Groundbreaking Kiwi breast milk research showcased at Cambridge University

Tuesday 16 June 2026

Babies are benefiting from research done at the Riddet Institute investigating the composition of human breast milk.

Distinguished Professor Paul Moughan (third from left) appears at a Yili event at the University of Cambridge in May.

Riddet Institute Fellow Laureate and protein expert Distinguished Professor Paul Moughan was invited to speak at the University of Cambridge in May, as part of a launch of a global research strategy by the Yili Group. He spoke about how Riddet Institute research has led to significantly improved infant milk formulas and advanced nutrition products.

The Yili Group is one of the world’s largest dairy companies and producer of nutritional products.

Distinguished Professor Moughan said the research done at the Riddet Institute at Te Kunenga ki Pūrehuroa Massey University was a notable example of basic science leading to better nutritional products that are then used by industry.

"The type of research undertaken at the Riddet Institute was discovery-based research and is research that would not be undertaken by industry itself, yet not only do we have an enhanced understanding of breast milk, of great importance to the growth and development of babies, and a major contribution to global knowledge, but also significant economic innovation.”
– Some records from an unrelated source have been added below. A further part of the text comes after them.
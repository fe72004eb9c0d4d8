//! Length control that runs before sanitization, while punctuation and
//! whitespace are still present.

use std::borrow::Cow;

use unicode_normalization::char::is_combining_mark;
use unicode_normalization::{is_nfc, UnicodeNormalization};

/// Clause terminators tried by [`extract_phrase`], in priority order.
pub const PHRASE_MARKS: [char; 4] = ['.', ';', ',', ':'];

/// Cuts `text` to `max_length` characters without leaving half a word.
///
/// Text is NFC-normalized first and combining marks do not count towards
/// the limit. When the cut leaves a last word different from the text's last
/// word, that word is dropped and the remaining words are joined with single
/// spaces. `max_length == 0` means unbounded.
pub fn avoid_truncated_word(text: &str, max_length: usize) -> Cow<'_, str> {
    if max_length == 0 {
        return Cow::Borrowed(text);
    }
    let Some(last_word) = text.split_whitespace().next_back() else {
        return Cow::Borrowed(text);
    };

    let normalized: Cow<'_, str> = if is_nfc(text) {
        Cow::Borrowed(text)
    } else {
        Cow::Owned(text.nfc().collect())
    };
    let last_word: Cow<'_, str> = match &normalized {
        Cow::Borrowed(_) => Cow::Borrowed(last_word),
        Cow::Owned(_) => Cow::Owned(last_word.nfc().collect()),
    };

    let Some(cut) = cut_index(&normalized, max_length) else {
        return normalized;
    };

    let keeps_last_word = match normalized[..cut].split_whitespace().next_back() {
        None => return Cow::Owned(String::new()),
        Some(word) => word == last_word,
    };
    if keeps_last_word {
        return slice(normalized, cut);
    }

    let mut words: Vec<&str> = normalized[..cut].split_whitespace().collect();
    words.pop();
    Cow::Owned(words.join(" "))
}

/// Narrows `text` to its first punctuation-delimited clause.
///
/// The text is first bounded with [`avoid_truncated_word`]. Then each mark of
/// [`PHRASE_MARKS`] is tried in order; the prefix ending at the first
/// occurrence of a mark is adopted when it has at least `min_length`
/// characters. Without a qualifying clause the bounded text is returned.
///
/// Only the first occurrence of a mark is considered, never a later one, so a
/// `.` cut of `"a. b. c"` always falls right after `"a."`.
pub fn extract_phrase(text: &str, max_length: usize, min_length: usize) -> Cow<'_, str> {
    let text = avoid_truncated_word(text, max_length);
    let text_len = text.chars().count();

    for mark in PHRASE_MARKS {
        let Some(idx) = text.find(mark) else {
            continue;
        };
        let end = idx + mark.len_utf8();
        let phrase_len = text[..end].chars().count();
        if phrase_len >= min_length && phrase_len <= text_len {
            return slice(text, end);
        }
    }
    text
}

/// Byte index where the `max_length + 1`-th counted char starts, if any.
fn cut_index(text: &str, max_length: usize) -> Option<usize> {
    let mut counted = 0;
    for (idx, ch) in text.char_indices() {
        if is_combining_mark(ch) {
            continue;
        }
        counted += 1;
        if counted > max_length {
            return Some(idx);
        }
    }
    None
}

fn slice(text: Cow<'_, str>, end: usize) -> Cow<'_, str> {
    match text {
        Cow::Borrowed(s) => Cow::Borrowed(&s[..end]),
        Cow::Owned(mut s) => {
            s.truncate(end);
            Cow::Owned(s)
        }
    }
}

#[cfg(test)]
mod tests {
    use super::*;

    const SLANDER: &str = "Someone must have slandered Josef K., for one morning, \
                           without having done anything truly wrong, he was arrested.";

    #[test]
    fn unbounded_or_wordless_input_is_untouched() {
        assert_eq!(avoid_truncated_word("one two three", 0), "one two three");
        assert_eq!(avoid_truncated_word("", 5), "");
        assert_eq!(avoid_truncated_word("   ", 1), "   ");
    }

    #[test]
    fn text_that_fits_is_returned_whole() {
        let out = avoid_truncated_word("one two three four", 18);
        assert!(matches!(out, Cow::Borrowed("one two three four")));
        assert_eq!(avoid_truncated_word("one two three four", 100), "one two three four");
    }

    #[test]
    fn partial_word_is_dropped() {
        assert_eq!(avoid_truncated_word("one two three four", 9), "one two");
        assert_eq!(avoid_truncated_word("one two three four", 15), "one two three");
    }

    #[test]
    fn cut_on_a_boundary_still_drops_the_last_prefix_word() {
        // "one two" ends on a word boundary, but "two" is not the final word.
        assert_eq!(avoid_truncated_word("one two three four", 7), "one");
    }

    #[test]
    fn last_word_kept_when_it_is_the_final_word() {
        assert_eq!(avoid_truncated_word("one two three four ", 18), "one two three four");
    }

    #[test]
    fn single_long_word_vanishes() {
        assert_eq!(avoid_truncated_word("dlinnoeslovo", 7), "");
        assert_eq!(avoid_truncated_word("  leading words", 1), "");
    }

    #[test]
    fn combining_marks_are_not_counted() {
        let text = "ab q\u{0301}q\u{0301}";
        assert_eq!(avoid_truncated_word(text, 5), text);
    }

    #[test]
    fn output_is_nfc() {
        assert_eq!(avoid_truncated_word("Cafe\u{0301} noir", 20), "Caf\u{00E9} noir");
    }

    #[test]
    fn phrase_prefers_first_period() {
        assert_eq!(
            extract_phrase(SLANDER, 0, 25),
            "Someone must have slandered Josef K."
        );
    }

    #[test]
    fn phrase_never_reaches_a_later_period() {
        let text = "The first sentence is long enough. The second one is longer still.";
        assert_eq!(extract_phrase(text, 0, 10), "The first sentence is long enough.");
    }

    #[test]
    fn phrase_skips_short_clauses() {
        let text = "Hi. This is a much longer sentence, with a trailing clause";
        assert_eq!(
            extract_phrase(text, 0, 25),
            "Hi. This is a much longer sentence,"
        );
    }

    #[test]
    fn phrase_without_qualifying_mark_keeps_text() {
        let text = "No punctuation in this one at all";
        assert_eq!(extract_phrase(text, 0, 25), text);
        assert_eq!(extract_phrase("Tiny. Also tiny.", 0, 25), "Tiny. Also tiny.");
    }

    #[test]
    fn phrase_applies_word_safe_truncation_first() {
        // Cut to "Someone must have slandered Josef" before looking for marks.
        assert_eq!(
            extract_phrase(SLANDER, 35, 25),
            "Someone must have slandered Josef"
        );
    }

    #[test]
    fn phrase_min_length_zero_takes_first_mark() {
        assert_eq!(extract_phrase("a; b. c", 0, 0), "a; b.");
        assert_eq!(extract_phrase("a: b, c", 0, 0), "a: b,");
    }
}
He said Riddet Institute findings were made in collaboration with Aotearoa New Zealand milk companies Oceania Dairy and Westland Milk Products. Both are part of the Yili Group.

At the University of Cambridge launch, Distinguished Prof Moughan spoke on the Riddet Institute’s legacy of work to improve the amino acid composition of infant formulas.

Breast milk is the preferred source of nutrition for the newborn baby, but for numerous reasons many infants receive infant formula as their sole source of nutrition.

He said in 2013 the United Nations Food and Agriculture Organization (FAO) recommended the amino acid composition of infant formulas should be based on the amino acid composition of human breast milk, but scientists only had an estimate of what these were. Since then, the Riddet Institute has determined exact proportions of the absorbed amounts of nine key amino acids found in human breast milk.

Human milk contains a multitude of different proteins, of which the concentrations are variable, and although the amino acid sequences of some of the more common milk proteins are known, not all of the proteins have been sequenced. However, all of these amino acids play critical roles in infant growth and development.

Distinguished Professor Moughan says scientists soon found a big gap between the amino acid proportions breast milk provides an infant and what the earlier FAO infant formula guidelines recommended. Eight out of the nine amino acids investigated were in higher quantities in breast milk, some up to 48 per cent higher, than in the FAO formula guidelines.

The Riddet Institute research was groundbreaking in that it also accounted for digestibility and the ability for these nutrition building blocks to be absorbed in the infant gut. In 2023, researchers published the findings of this work, correcting earlier assumptions and advancing the argument for new nutritional guidelines for infant formula.

The findings were taken up by Oceania Dairy and Westland Milk Products, leading to innovations in baby formula products.